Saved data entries
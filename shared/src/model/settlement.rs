//! 월별 정산 모델

use crate::tool::month::YearMonth;
use chrono::{DateTime, Utc};
use serde::Serialize;
use sqlx::FromRow;

/// 확정된 월별 정산. `snapshot`은 확정 시점의 정산 보고서(JSON)입니다.
#[derive(Debug, Clone, Serialize, FromRow)]
pub struct Settlement {
    pub id: i64,
    #[sqlx(try_from = "String")]
    pub settlement_month: YearMonth,
    pub total_income: i64,
    pub total_expense: i64,
    pub net_profit: i64,
    pub occupancy_rate: f64,
    #[serde(skip_serializing)]
    pub snapshot: String,
    pub confirmed_by: Option<i64>,
    pub confirmed_at: DateTime<Utc>,
}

* **ASSIGNMENT**: Find every line in the records that uses the string "Serialize", then copy it.

* **ANSWER SECTION**:
use serde::Serialize;
#[derive(Debug, Clone, Serialize, FromRow)]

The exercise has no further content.